Business Performance

The term “business performance” is often associated with management, measurement, and evaluation. Performance can be defined as the action or process of carrying out or accomplishing an action, task, or function.

An Operational Definition of Performance

Performance is the sum of all processes that guide managers in taking appropriate actions in the present to create a high-performing organization in the future. A performing organization operates efficiently and effectively, aiming at creating value.

Balanced Scorecard (BSC)

Originating in 1992, the Balanced Scorecard (BSC) emerged to address challenges in:

  • Strategy: Increasing complexity in translating strategy into action.
  • Integration: Lack of integration between the strategic and operational levels of organizations.
  • Financial Measures: Companies relying solely on financial measures to evaluate performance.

What is the Balanced Scorecard (BSC)?

The Balanced Scorecard is a managerial control tool and a model for analyzing and controlling organizational performance across multiple aspects. It provides a method for managing and measuring performance through variables that drive the organization towards success. It is also considered a business intelligence tool.

The BSC Process

  1. Clarify and translate the strategy.
  2. Communicate and align the strategy.
  3. Develop plans and organizational objectives.
  4. Gather feedback and promote strategic learning.

Perspectives of the BSC

  • Financial: The financial results that satisfy shareholders.
  • Customers: The method of introducing the business to customers.
  • Internal Processes: The processes that should be enhanced to satisfy customers and shareholders.
  • Learning and Growth: The business horizon and the methods that should be developed.

Reflections on the BSC

In practice, equal attention across the four BSC perspectives is ideal but not always achieved. Depending on the company’s market and strategy, an “unbalanced” but strategically aligned BSC profile may be more effective than a standard “balanced” BSC. The key is to tailor the BSC implementation and performance measurement to the specific managerial needs.

Limitations of the BSC

The Balanced Scorecard has faced criticism over the years:

  • Lipe and Salterio (2002): The BSC may limit managers’ ability to fully utilize information from diverse performance measures.
  • Bernard Wong-On-Wing: Found that information about strategy effectiveness in the BSC is underutilized, possibly due to cognitive limitations.
  • Hanne Norreklit (2000): Emphasized the need for a comprehensive analysis of the model to identify factors for improvement.
  • Hoque (2014): Highlighted that BSC measures may not capture the strategic linkages of real BSC usage and the tendency to use various quantitative measures for performance assessment.
  • Richard Baker (2005): The BSC is based on an inadequate consideration of the different dimensions of organizational reality.

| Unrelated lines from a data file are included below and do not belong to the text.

//! Integration test harness for Bookshelf.
//!
//! [`TestBackend`] is an in-process HTTP server standing in for the
//! bookstore REST API. Tests register canned replies per method and path,
//! point a [`ClientConfig`] at it and inspect the requests the client sent.
//!
//! Paths are registered without the `/api` prefix, so `/create-order/` answers
//! `POST http://127.0.0.1:<port>/api/create-order/`. Unregistered routes answer
//! 404 with the backend's `{"detail": "Not found."}` body.

#![cfg_attr(not(test), forbid(unsafe_code))]

use std::collections::HashMap;
use std::io;
use std::sync::{Arc, Mutex, MutexGuard, PoisonError};

use axum::Router;
use axum::body::Bytes;
use axum::extract::State;
use axum::http::header::{AUTHORIZATION, CONTENT_TYPE};
use axum::http::{HeaderMap, HeaderName, Method, StatusCode, Uri};
use axum::response::{IntoResponse, Response};
use bookshelf_client::ClientConfig;
use serde_json::{Value, json};
use tokio::net::TcpListener;
use tokio::task::JoinHandle;
use url::Url;

pub mod fixtures;

/// A request as the backend received it.
#[derive(Debug, Clone)]
pub struct RecordedRequest {
    pub method: Method,
    /// Path without the `/api` prefix.
    pub path: String,
    pub query: Vec<(String, String)>,
    pub authorization: Option<String>,
    pub content_type: Option<String>,
    /// Parsed JSON body, `None` for an empty or non-JSON body.
    pub body: Option<Value>,
}

impl RecordedRequest {
    /// First value of a query parameter.
    #[must_use]
    pub fn query_value(&self, name: &str) -> Option<&str> {
        self.query
            .iter()
            .find(|(key, _)| key == name)
            .map(|(_, value)| value.as_str())
    }
}

#[derive(Debug, Clone)]
struct Reply {
    status: StatusCode,
    body: String,
}

#[derive(Debug, Default)]
struct BackendState {
    routes: HashMap<(Method, String), Reply>,
    requests: Vec<RecordedRequest>,
}

type SharedState = Arc<Mutex<BackendState>>;

/// In-process stand-in for the bookstore API.
pub struct TestBackend {
    api_url: Url,
    state: SharedState,
    server: JoinHandle<()>,
}

impl TestBackend {
    /// Bind an ephemeral local port and start serving.
    ///
    /// # Errors
    ///
    /// Returns an error if the listener cannot be bound.
    pub async fn start() -> io::Result<Self> {
        let listener = TcpListener::bind("127.0.0.1:0").await?;
        let addr = listener.local_addr()?;
        let api_url = Url::parse(&format!("http://{addr}/api/"))
            .map_err(|err| io::Error::new(io::ErrorKind::InvalidInput, err))?;
        let state = SharedState::default();

        let app = Router::new().fallback(handle).with_state(Arc::clone(&state));
        let server = tokio::spawn(async move {
            if let Err(err) = axum::serve(listener, app).await {
                tracing::error!(error = %err, "test backend stopped");
            }
        });

        Ok(Self {
            api_url,
            state,
            server,
        })
    }

    /// Answer `method path` with a JSON body.
    pub fn reply(&self, method: Method, path: &str, status: StatusCode, body: &Value) -> &Self {
        self.reply_raw(method, path, status, &body.to_string())
    }

    /// Answer `method path` with a verbatim body.
    pub fn reply_raw(&self, method: Method, path: &str, status: StatusCode, body: &str) -> &Self {
        self.lock().routes.insert(
            (method, path.to_string()),
            Reply {
                status,
                body: body.to_string(),
            },
        );
        self
    }

    /// Every request received so far, oldest first.
    #[must_use]
    pub fn requests(&self) -> Vec<RecordedRequest> {
        self.lock().requests.clone()
    }

    /// Requests received for `method path`.
    #[must_use]
    pub fn requests_to(&self, method: &Method, path: &str) -> Vec<RecordedRequest> {
        self.lock()
            .requests
            .iter()
            .filter(|request| request.method == *method && request.path == path)
            .cloned()
            .collect()
    }

    /// Base URL of the API, with the trailing slash the client expects.
    #[must_use]
    pub const fn api_url(&self) -> &Url {
        &self.api_url
    }

    /// Client configuration pointed at this backend.
    #[must_use]
    pub fn config(&self) -> ClientConfig {
        ClientConfig::for_api(self.api_url.clone())
    }

    fn lock(&self) -> MutexGuard<'_, BackendState> {
        self.state.lock().unwrap_or_else(PoisonError::into_inner)
    }
}

impl Drop for TestBackend {
    fn drop(&mut self) {
        self.server.abort();
    }
}

async fn handle(
    State(state): State<SharedState>,
    method: Method,
    uri: Uri,
    headers: HeaderMap,
    body: Bytes,
) -> Response {
    let path = uri.path().strip_prefix("/api").unwrap_or(uri.path()).to_string();
    let header = |name: HeaderName| {
        headers
            .get(name)
            .and_then(|value| value.to_str().ok())
            .map(String::from)
    };

    let request = RecordedRequest {
        method: method.clone(),
        path: path.clone(),
        query: uri
            .query()
            .map(|query| url::form_urlencoded::parse(query.as_bytes()).into_owned().collect())
            .unwrap_or_default(),
        authorization: header(AUTHORIZATION),
        content_type: header(CONTENT_TYPE),
        body: serde_json::from_slice(&body).ok(),
    };

    let mut state = state.lock().unwrap_or_else(PoisonError::into_inner);
    state.requests.push(request);

    match state.routes.get(&(method, path)) {
        Some(reply) => (
            reply.status,
            [(CONTENT_TYPE, "application/json")],
            reply.body.clone(),
        )
            .into_response(),
        None => (
            StatusCode::NOT_FOUND,
            [(CONTENT_TYPE, "application/json")],
            json!({"detail": "Not found."}).to_string(),
        )
            .into_response(),
    }
}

These criticisms suggest that applying the Balanced Scorecard may not be as straightforward as Kaplan and Norton proposed, highlighting the importance of examining real-world evidence.

Challenges in BSC Implementation

Managers often overemphasize the accounting dimension, placing excessive trust in financial indicators. This can lead to wasted time and subjectivity, hindering effective management in defining measures within the strategic map.

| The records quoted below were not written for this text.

//! Client-side cart.
//!
//! The cart is an ordered list of line items, at most one per book, each
//! with a quantity of at least one. It is loaded from durable storage once
//! and the whole snapshot is rewritten after every mutation, before the
//! mutating call returns.
//!
//! Line items may cache a [`Book`] snapshot for display. Snapshots are
//! never sent to the backend; orders carry only ids and quantities and the
//! backend prices them.

mod resolve;

pub use resolve::{BookSource, ResolveReport};

use bookshelf_core::{Book, BookId, OrderLine, OrderRequest, Price};
use serde::{Deserialize, Deserializer, Serialize};
use thiserror::Error;
use tracing::{debug, warn};

use crate::storage::{DurableStore, StorageError, keys};

/// Errors that can occur when mutating the cart.
#[derive(Debug, Error)]
pub enum CartError {
    /// No line item at the given position.
    #[error("no cart item at index {index} (cart has {len})")]
    IndexOutOfRange { index: usize, len: usize },

    /// The mutation was applied but could not be persisted.
    #[error(transparent)]
    Storage(#[from] StorageError),
}

/// One book in the cart.
#[derive(Debug, Clone, PartialEq, Eq, Serialize, Deserialize)]
pub struct LineItem {
    pub book_id: BookId,
    pub quantity: u32,
    /// Cached book for display; absent until resolved.
    #[serde(default, deserialize_with = "lenient_snapshot")]
    pub book: Option<Book>,
}

impl LineItem {
    /// Whether the cached snapshot can be displayed.
    #[must_use]
    pub fn has_snapshot(&self) -> bool {
        self.book.as_ref().is_some_and(|book| !book.title.is_empty())
    }

    /// Snapshot price, or zero while the book is unknown.
    #[must_use]
    pub fn unit_price(&self) -> Price {
        self.book.as_ref().map_or(Price::ZERO, |book| book.price)
    }

    #[must_use]
    pub fn line_total(&self) -> Price {
        self.unit_price().times(self.quantity)
    }
}

/// A snapshot that is not a complete book is treated as absent.
fn lenient_snapshot<'de, D>(deserializer: D) -> Result<Option<Book>, D::Error>
where
    D: Deserializer<'de>,
{
    let value = Option::<serde_json::Value>::deserialize(deserializer)?;
    Ok(value.and_then(|value| serde_json::from_value(value).ok()))
}

/// Persisted form accepted on load; quantity is signed so bad entries can be dropped.
#[derive(Deserialize)]
struct StoredLineItem {
    book_id: BookId,
    quantity: i64,
    #[serde(default, deserialize_with = "lenient_snapshot")]
    book: Option<Book>,
}

/// What [`Cart::add`] did.
#[derive(Debug, Clone, Copy, PartialEq, Eq)]
pub enum AddOutcome {
    /// A new line item was appended.
    Added,
    /// The book was already in the cart; its quantity went up by one.
    Incremented,
}

/// What [`Cart::change_quantity`] did.
#[derive(Debug, Clone, Copy, PartialEq, Eq)]
pub enum QuantityChange {
    /// The item now has this quantity.
    Updated(u32),
    /// The quantity reached zero and the item was removed.
    Removed,
}

/// The cart and the store it persists to.
#[derive(Debug)]
pub struct Cart<S> {
    items: Vec<LineItem>,
    store: S,
}

impl<S: DurableStore> Cart<S> {
    /// Load the persisted cart.
    ///
    /// A snapshot that is not a JSON array is discarded and the cart starts
    /// empty. Entries with a quantity below one are dropped and duplicate
    /// books are merged into the first entry.
    ///
    /// # Errors
    ///
    /// Returns an error if the store cannot be read.
    pub fn load(store: S) -> Result<Self, StorageError> {
        let items = match store.read(keys::CART)? {
            Some(raw) => parse_snapshot(&raw),
            None => Vec::new(),
        };
        debug!(items = items.len(), "cart loaded");
        Ok(Self { items, store })
    }

    /// Add one unit of a book.
    ///
    /// `snapshot` is cached for display when the book is new to the cart or
    /// its cached snapshot is unusable.
    ///
    /// # Errors
    ///
    /// Returns an error if the cart could not be persisted; the in-memory
    /// cart keeps the change.
    pub fn add(&mut self, book_id: BookId, snapshot: Option<Book>) -> Result<AddOutcome, StorageError> {
        let outcome = if let Some(item) = self.items.iter_mut().find(|item| item.book_id == book_id) {
            item.quantity = item.quantity.saturating_add(1);
            if !item.has_snapshot() && snapshot.is_some() {
                item.book = snapshot;
            }
            AddOutcome::Incremented
        } else {
            self.items.push(LineItem {
                book_id,
                quantity: 1,
                book: snapshot,
            });
            AddOutcome::Added
        };

        debug!(%book_id, ?outcome, "cart add");
        self.persist()?;
        Ok(outcome)
    }

    /// Change the quantity of the item at `index` by `delta`.
    ///
    /// A resulting quantity of zero or less removes the item.
    ///
    /// # Errors
    ///
    /// Returns [`CartError::IndexOutOfRange`] without touching the cart, or
    /// [`CartError::Storage`] if the change could not be persisted.
    pub fn change_quantity(&mut self, index: usize, delta: i64) -> Result<QuantityChange, CartError> {
        let len = self.items.len();
        let item = self
            .items
            .get_mut(index)
            .ok_or(CartError::IndexOutOfRange { index, len })?;

        let next = i64::from(item.quantity).saturating_add(delta);
        let change = if next <= 0 {
            self.items.remove(index);
            QuantityChange::Removed
        } else {
            item.quantity = u32::try_from(next).unwrap_or(u32::MAX);
            QuantityChange::Updated(item.quantity)
        };

        debug!(index, delta, ?change, "cart quantity changed");
        self.persist()?;
        Ok(change)
    }

    /// Remove the item at `index`.
    ///
    /// # Errors
    ///
    /// Returns [`CartError::IndexOutOfRange`] without touching the cart, or
    /// [`CartError::Storage`] if the change could not be persisted.
    pub fn remove(&mut self, index: usize) -> Result<LineItem, CartError> {
        let len = self.items.len();
        if index >= len {
            return Err(CartError::IndexOutOfRange { index, len });
        }
        let removed = self.items.remove(index);

        debug!(index, book_id = %removed.book_id, "cart item removed");
        self.persist()?;
        Ok(removed)
    }

    /// Empty the cart.
    ///
    /// # Errors
    ///
    /// Returns an error if the empty cart could not be persisted.
    pub fn clear(&mut self) -> Result<(), StorageError> {
        self.items.clear();
        debug!("cart cleared");
        self.persist()
    }

    /// Rewrite the persisted snapshot from memory.
    ///
    /// # Errors
    ///
    /// Returns an error if serialization or the store write fails.
    pub fn persist(&self) -> Result<(), StorageError> {
        let snapshot = serde_json::to_string(&self.items).map_err(|source| StorageError::Serialize {
            key: keys::CART.to_string(),
            source,
        })?;
        self.store.write(keys::CART, &snapshot)
    }
}

impl<S> Cart<S> {
    /// Line items in add order.
    #[must_use]
    pub fn items(&self) -> &[LineItem] {
        &self.items
    }

    #[must_use]
    pub fn get(&self, index: usize) -> Option<&LineItem> {
        self.items.get(index)
    }

    #[must_use]
    pub fn len(&self) -> usize {
        self.items.len()
    }

    #[must_use]
    pub fn is_empty(&self) -> bool {
        self.items.is_empty()
    }

    /// Sum of price times quantity; unknown books count as zero.
    #[must_use]
    pub fn total_price(&self) -> Price {
        self.items.iter().map(LineItem::line_total).sum()
    }

    /// Sum of quantities.
    #[must_use]
    pub fn total_count(&self) -> u64 {
        self.items
            .iter()
            .fold(0_u64, |sum, item| sum.saturating_add(u64::from(item.quantity)))
    }

    /// The order payload for the current cart, in cart order.
    #[must_use]
    pub fn order_request(&self) -> OrderRequest {
        self.items
            .iter()
            .map(|item| OrderLine {
                book_id: item.book_id,
                quantity: item.quantity,
            })
            .collect()
    }

    /// The backing store.
    #[must_use]
    pub const fn store(&self) -> &S {
        &self.store
    }
}

fn parse_snapshot(raw: &str) -> Vec<LineItem> {
    let entries = match serde_json::from_str::<serde_json::Value>(raw) {
        Ok(serde_json::Value::Array(entries)) => entries,
        Ok(_) => {
            warn!("stored cart is not a JSON array, starting with an empty cart");
            return Vec::new();
        }
        Err(err) => {
            warn!(error = %err, "stored cart is not valid JSON, starting with an empty cart");
            return Vec::new();
        }
    };

    let mut items: Vec<LineItem> = Vec::with_capacity(entries.len());
    for entry in entries {
        let stored = match serde_json::from_value::<StoredLineItem>(entry) {
            Ok(stored) => stored,
            Err(err) => {
                warn!(error = %err, "dropping unreadable cart entry");
                continue;
            }
        };
        if stored.quantity <= 0 {
            continue;
        }
        let quantity = u32::try_from(stored.quantity).unwrap_or(u32::MAX);

        if let Some(existing) = items.iter_mut().find(|item| item.book_id == stored.book_id) {
            existing.quantity = existing.quantity.saturating_add(quantity);
            if !existing.has_snapshot() && stored.book.is_some() {
                existing.book = stored.book;
            }
        } else {
            items.push(LineItem {
                book_id: stored.book_id,
                quantity,
                book: stored.book,
            });
        }
    }
    items
}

Furthermore, analysis reveals that management may not effectively focus the tool on the long term and struggles to understand the criteria for overall performance. The BSC can be expensive to implement, posing a barrier for firms, particularly smaller ones. Consequently, implementation and construction of the strategic tool are complex, often benefiting only large companies. Additionally, the outputs may lack clarity, and the limited number of indicators can hinder the translation of results into quantitative terms.